TOKYO (AP) – Le gouverneur d’Okinawa, Denny Tamaki, célèbre jeudi le 77e anniversaire de la fin de l’une des batailles les plus dures de la Seconde Guerre mondiale sur les îles du sud en appelant à une nouvelle réduction de la présence militaire américaine dans un contexte de peur croissante d’être entraîné dans la tension régionale. .

Le groupe d’îles du sud a été le site de l’une des batailles les plus sanglantes de la Seconde Guerre mondiale, connue sous le nom de bataille d’Okinawa, qui a tué environ 200 000 personnes, dont près de la moitié étaient des résidents d’Okinawa.

Ce fut la seule bataille terrestre menée sur le territoire japonais et on se souvient de la tentative de l’armée japonaise en temps de guerre de retarder le débarquement américain sur le continent en sacrifiant les habitants d’Okinawa.

Lors d’une cérémonie marquant la fin de la bataille le 23 juin 1945, environ 300 participants à Okinawa – dont le Premier ministre Fumio Kishida et d’autres responsables – ont offert une minute de silence à midi et ont offert des fleurs de chrysanthème aux morts de la guerre. Le nombre de préposés a été réduit en raison de problèmes de coronavirus.

Dans sa déclaration de paix lors de la cérémonie de jeudi dans la ville d’Itoman sur l’île principale d’Okinawa, Tamaki a comparé la bataille à l’invasion de l’Ukraine par la Russie, affirmant que la destruction des villes, des bâtiments et de la culture, ainsi que des Ukrainiens vivant dans la peur, “nous rappellent notre mémoire de la bataille terrestre à Okinawa qui a embrouillé les citoyens il y a 77 ans.

“Nous sommes frappés par un choc indescriptible”, a-t-il déclaré.

Tamaki s’est également engagé à poursuivre ses efforts pour abolir les armes nucléaires et renoncer à la guerre “afin de ne jamais laisser Okinawa devenir un champ de bataille”.

En mai, Okinawa a célébré le 50e anniversaire de son retour au Japon en 1972, deux décennies après la fin de l’occupation américaine dans la majeure partie du pays.
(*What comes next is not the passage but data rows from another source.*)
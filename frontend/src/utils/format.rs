use chrono::{DateTime, NaiveDate, NaiveDateTime};

/// Compact view counter: `950`, `1.2k`, `3.4M`.
pub fn format_views(views: u64) -> String {
    match views {
        0..=999 => views.to_string(),
        1_000..=999_999 => format!("{:.1}k", views as f64 / 1_000.0),
        _ => format!("{:.1}M", views as f64 / 1_000_000.0),
    }
}

/// Whole-franc amount with thousands separators, e.g. `15,000 RWF`.
pub fn format_amount(amount: f64) -> String {
    let rounded = amount.round() as i64;
    let digits = rounded.unsigned_abs().to_string();
    let mut grouped = String::with_capacity(digits.len() + digits.len() / 3);
    for (i, ch) in digits.chars().enumerate() {
        if i > 0 && (digits.len() - i) % 3 == 0 {
            grouped.push(',');
        }
        grouped.push(ch);
    }
    if rounded < 0 {
        format!("-{} RWF", grouped)
    } else {
        format!("{} RWF", grouped)
    }
}

/// Bid shown on auction cards: current bid, else starting bid, else `N/A`.
pub fn display_bid(current: Option<f64>, starting: Option<f64>) -> String {
    current
        .filter(|v| *v > 0.0)
        .or(starting)
        .map(format_amount)
        .unwrap_or_else(|| "N/A".to_string())
}

/// Parses the date shapes the backend emits (RFC 3339, SQL datetime, plain
/// date) into a calendar date.
pub fn parse_date(raw: &str) -> Option<NaiveDate> {
    let raw = raw.trim();
    if let Ok(dt) = DateTime::parse_from_rfc3339(raw) {
        return Some(dt.date_naive());
    }
    for pattern in ["%Y-%m-%d %H:%M:%S", "%Y-%m-%dT%H:%M:%S", "%Y-%m-%dT%H:%M:%S%.f"] {
        if let Ok(dt) = NaiveDateTime::parse_from_str(raw, pattern) {
            return Some(dt.date());
        }
    }
    NaiveDate::parse_from_str(raw, "%Y-%m-%d").ok()
}

/// `March 5, 2025`; unparsable input is shown as received.
pub fn format_date(raw: &str) -> String {
    parse_date(raw)
        .map(|d| d.format("%B %-d, %Y").to_string())
        .unwrap_or_else(|| raw.to_string())
}

pub fn truncate(text: &str, max_chars: usize) -> String {
    if text.chars().count() <= max_chars {
        return text.to_string();
    }
    let cut: String = text.chars().take(max_chars).collect();
    format!("{}…", cut.trim_end())
}
pub mod format;
pub mod media;
pub mod storage;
Aujourd’hui, la majorité des 50 000 soldats américains basés au Japon dans le cadre d’un pacte de sécurité bilatéral et 70 % des installations militaires se trouvent toujours à Okinawa, qui ne représente que 0,6 % du territoire japonais.

En raison des bases américaines, Okinawa fait face à des fardeaux tels que le bruit, la pollution, les accidents et la criminalité liés aux troupes américaines, a déclaré Tamaki.

Kishida a reconnu la nécessité d’efforts supplémentaires du gouvernement pour réduire le fardeau d’Okinawa découlant des bases militaires américaines tout en soutenant davantage le développement économique des îles qui a pris du retard au cours de leur occupation américaine de 27 ans.

Le ressentiment et la frustration sont profondément ancrés à Okinawa face à la forte présence américaine et au manque d’efforts de Tokyo pour négocier avec Washington afin d’équilibrer le fardeau de la sécurité entre le Japon continental et le groupe d’îles du sud.

Aux craintes d’Okinawa s’ajoute le déploiement croissant de la défense antimissile japonaise et des capacités amphibies sur les îles périphériques d’Okinawa qui sont proches de points chauds géopolitiques comme Taïwan.

Kishida, citant la détérioration de l’environnement de sécurité dans les mers régionales face aux menaces de la Chine, de la Corée du Nord et de la Russie, s’est engagé à renforcer la capacité militaire et le budget du Japon dans les années à venir, y compris les capacités d’attaque ennemies qui, selon les critiques, interfèrent avec la Constitution pacifiste du Japon.

Kishida a renouvelé jeudi son engagement à maintenir l’effort d’après-guerre du Japon en tant que “nation éprise de paix”.